> TASK GOAL
Supply the number of lines in the data below that hold "tiles", and let that number be the whole answer.

> Stored data entries

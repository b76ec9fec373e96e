//! A level: the platform buffer, the actors that live in it, and the background

use glam::Vec2;
use rand::Rng;
use serde::{Deserialize, Serialize};

use super::actors::{Coin, Enemy, Pool};
use super::platform::PlatformQueue;
use crate::consts::*;
use crate::settings::Settings;

/// Two viewport-wide tiles scrolling left in a loop
#[derive(Debug, Clone, Serialize, Deserialize)]
pub struct Background {
    pub tiles: [f32; 2],
    width: f32,
}

impl Background {
    pub fn new(width: f32) -> Self {
        Self {
            tiles: [0.0, width],
            width,
        }
    }

    pub fn update(&mut self, dt: f32) {
        for x in &mut self.tiles {
            if *x < -self.width {
                *x += 2.0 * self.width;
            }
            *x -= BACKGROUND_SPEED * dt;
        }
    }
}

/// Everything that scrolls past the player
#[derive(Debug, Clone, Serialize, Deserialize)]
pub struct Level {
    pub platforms: PlatformQueue,
    pub enemies: Pool<Enemy>,
    pub coins: Pool<Coin>,
    pub background: Background,
    /// Seconds since the level started
    pub elapsed: f32,
    next_enemy_at: f32,
    enemy_interval: f32,
}

impl Level {
    /// Empty level sized for the configured viewport
    pub fn new(settings: &Settings) -> Self {
        Self {
            platforms: PlatformQueue::for_viewport(settings.viewport_width),
            enemies: Pool::filled(ENEMY_COUNT, Enemy::default),
            coins: Pool::new(),
            background: Background::new(settings.viewport_width),
            elapsed: 0.0,
            next_enemy_at: 0.0,
            enemy_interval: settings.enemy_spawn_interval,
        }
    }

    /// Advance background, enemies, coins and platforms by one tick
    pub fn update(&mut self, dt: f32, rng: &mut impl Rng) {
        self.elapsed += dt;
        self.background.update(dt);

        if self.elapsed > self.next_enemy_at {
            match self.enemies.idle_mut() {
                Some(enemy) => enemy.spawn(rng),
                None => log::trace!("No idle enemy to spawn"),
            }
            self.next_enemy_at = self.elapsed + self.enemy_interval;
        }

        for enemy in self.enemies.iter_mut() {
            enemy.update(dt);
        }
        for coin in self.coins.iter_mut() {
            coin.update(dt);
        }
        self.platforms.scroll(dt);
    }

    /// Drop a coin at `pos`, recycling a collected or expired one if possible
    pub fn spawn_coin(&mut self, pos: Vec2) {
        self.coins.acquire(|| Coin::new(pos)).spawn(pos);
    }
}

#[cfg(test)]
mod tests {
    use super::*;
    use rand::SeedableRng;
    use rand_pcg::Pcg32;

    #[test]
    fn test_background_wraps() {
        let mut bg = Background::new(VIEWPORT_WIDTH);
        // 5 s at 160 units/s covers both tiles
        for _ in 0..300 {
            bg.update(SIM_DT);
        }
        for x in bg.tiles {
            assert!(x >= -VIEWPORT_WIDTH - BACKGROUND_SPEED * SIM_DT && x <= VIEWPORT_WIDTH);
        }
    }

    #[test]
    fn test_enemy_spawn_cadence() {
        let settings = Settings::default();
        let mut level = Level::new(&settings);
        let mut rng = Pcg32::seed_from_u64(1);

        level.update(SIM_DT, &mut rng);
        assert_eq!(level.enemies.active().count(), 1);

        // Nothing new until the interval elapses
        for _ in 0..60 {
            level.update(SIM_DT, &mut rng);
        }
        assert_eq!(level.enemies.active().count(), 1);

        for _ in 0..70 {
            level.update(SIM_DT, &mut rng);
        }
        assert_eq!(level.enemies.active().count(), 2);
    }

    #[test]
    fn test_enemy_pool_never_grows() {
        let settings = Settings {
            enemy_spawn_interval: 0.01,
            ..Settings::default()
        };
        let mut level = Level::new(&settings);
        let mut rng = Pcg32::seed_from_u64(1);
        for _ in 0..100 {
            level.update(SIM_DT, &mut rng);
        }
        assert_eq!(level.enemies.len(), ENEMY_COUNT);
    }

    #[test]
    fn test_spawn_coin_recycles() {
        let mut level = Level::new(&Settings::default());
        level.spawn_coin(Vec2::new(300.0, 200.0));
        level.coins.iter_mut().for_each(|c| c.active = false);
        level.spawn_coin(Vec2::new(400.0, 200.0));
        assert_eq!(level.coins.len(), 1);
        assert_eq!(level.coins.iter().next().unwrap().pos.x, 400.0);
    }
}
//! Game settings and tuning knobs
//!
//! Structural constants live in `crate::consts`; everything a player or tester
//! may want to adjust per run lives here.

use serde::{Deserialize, Serialize};

use crate::consts::*;
use crate::error::{Error, Result};

/// Beat detection sensitivity presets
#[derive(Debug, Clone, Copy, PartialEq, Eq, Serialize, Deserialize, Default)]
pub enum Sensitivity {
    Low,
    #[default]
    Medium,
    High,
}

impl Sensitivity {
    pub fn as_str(&self) -> &'static str {
        match self {
            Sensitivity::Low => "Low",
            Sensitivity::Medium => "Medium",
            Sensitivity::High => "High",
        }
    }

    pub fn from_str(s: &str) -> Option<Self> {
        match s.to_lowercase().as_str() {
            "low" => Some(Sensitivity::Low),
            "medium" | "med" => Some(Sensitivity::Medium),
            "high" => Some(Sensitivity::High),
            _ => None,
        }
    }

    /// Standard deviations a band must rise above its mean to count as a beat.
    /// Lower means more beats.
    pub fn beat_multiplier(&self) -> f32 {
        match self {
            Sensitivity::Low => 1.5,
            Sensitivity::Medium => 1.1,
            Sensitivity::High => 0.8,
        }
    }
}

/// What the beat detector reports while audio is paused or stopped
#[derive(Debug, Clone, Copy, PartialEq, Eq, Serialize, Deserialize, Default)]
pub enum StaleBeatPolicy {
    /// Keep answering from the last statistics computed while playing
    #[default]
    Hold,
    /// Report no beat until audio plays again
    Suppress,
}

/// Per-run settings
#[derive(Debug, Clone, Serialize, Deserialize)]
#[serde(default)]
pub struct Settings {
    /// Seed for every random decision in the run
    pub seed: u64,

    // === Viewport ===
    pub viewport_width: f32,
    pub viewport_height: f32,

    // === Beat detection ===
    pub sensitivity: Sensitivity,
    /// Threshold multiplier on the band standard deviation
    pub beat_multiplier: f32,
    pub stale_beats: StaleBeatPolicy,

    // === Gameplay ===
    /// Landing forgiveness around platform edges
    pub forgiveness: f32,
    /// Platforms a random level places before ending
    pub random_level_platforms: u32,
    /// Seconds between enemy spawns
    pub enemy_spawn_interval: f32,
}

impl Default for Settings {
    fn default() -> Self {
        Self {
            seed: 0x6e69_6e6a_6162_6561,

            viewport_width: VIEWPORT_WIDTH,
            viewport_height: VIEWPORT_HEIGHT,

            sensitivity: Sensitivity::Medium,
            beat_multiplier: Sensitivity::Medium.beat_multiplier(),
            stale_beats: StaleBeatPolicy::Hold,

            forgiveness: FORGIVENESS,
            random_level_platforms: RANDOM_LEVEL_PLATFORMS,
            enemy_spawn_interval: ENEMY_SPAWN_INTERVAL,
        }
    }
}

impl Settings {
    /// Create settings from a sensitivity preset
    pub fn from_sensitivity(sensitivity: Sensitivity) -> Self {
        let mut settings = Self::default();
        settings.apply_sensitivity(sensitivity);
        settings
    }

    /// Apply a sensitivity preset (overwrites the beat multiplier)
    pub fn apply_sensitivity(&mut self, sensitivity: Sensitivity) {
        self.sensitivity = sensitivity;
        self.beat_multiplier = sensitivity.beat_multiplier();
    }

    /// Check every value is usable by the simulation
    pub fn validate(&self) -> Result<()> {
        if !(self.viewport_width > 0.0) {
            return Err(Error::settings(format!(
                "viewport width must be positive, got {}",
                self.viewport_width
            )));
        }
        if !(self.viewport_height > 0.0) {
            return Err(Error::settings(format!(
                "viewport height must be positive, got {}",
                self.viewport_height
            )));
        }
        if !(self.beat_multiplier >= 0.0) {
            return Err(Error::settings(format!(
                "beat multiplier must not be negative, got {}",
                self.beat_multiplier
            )));
        }
        if !(self.forgiveness >= 0.0) {
            return Err(Error::settings(format!(
                "forgiveness must not be negative, got {}",
                self.forgiveness
            )));
        }
        if !(self.enemy_spawn_interval > 0.0) {
            return Err(Error::settings(format!(
                "enemy spawn interval must be positive, got {}",
                self.enemy_spawn_interval
            )));
        }
        Ok(())
    }

    /// Parse and validate settings from JSON. Missing fields take defaults.
    pub fn from_json(json: &str) -> Result<Self> {
        let settings: Settings = serde_json::from_str(json)?;
        settings.validate()?;
        Ok(settings)
    }

    pub fn to_json(&self) -> Result<String> {
        Ok(serde_json::to_string_pretty(self)?)
    }

    /// Parse settings, falling back to defaults on any error
    pub fn from_json_or_default(json: &str) -> Self {
        match Self::from_json(json) {
            Ok(settings) => {
                log::info!("Loaded settings (seed {})", settings.seed);
                settings
            }
            Err(e) => {
                log::warn!("Using default settings: {}", e);
                Self::default()
            }
        }
    }
}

> WRITTEN ANSWER
6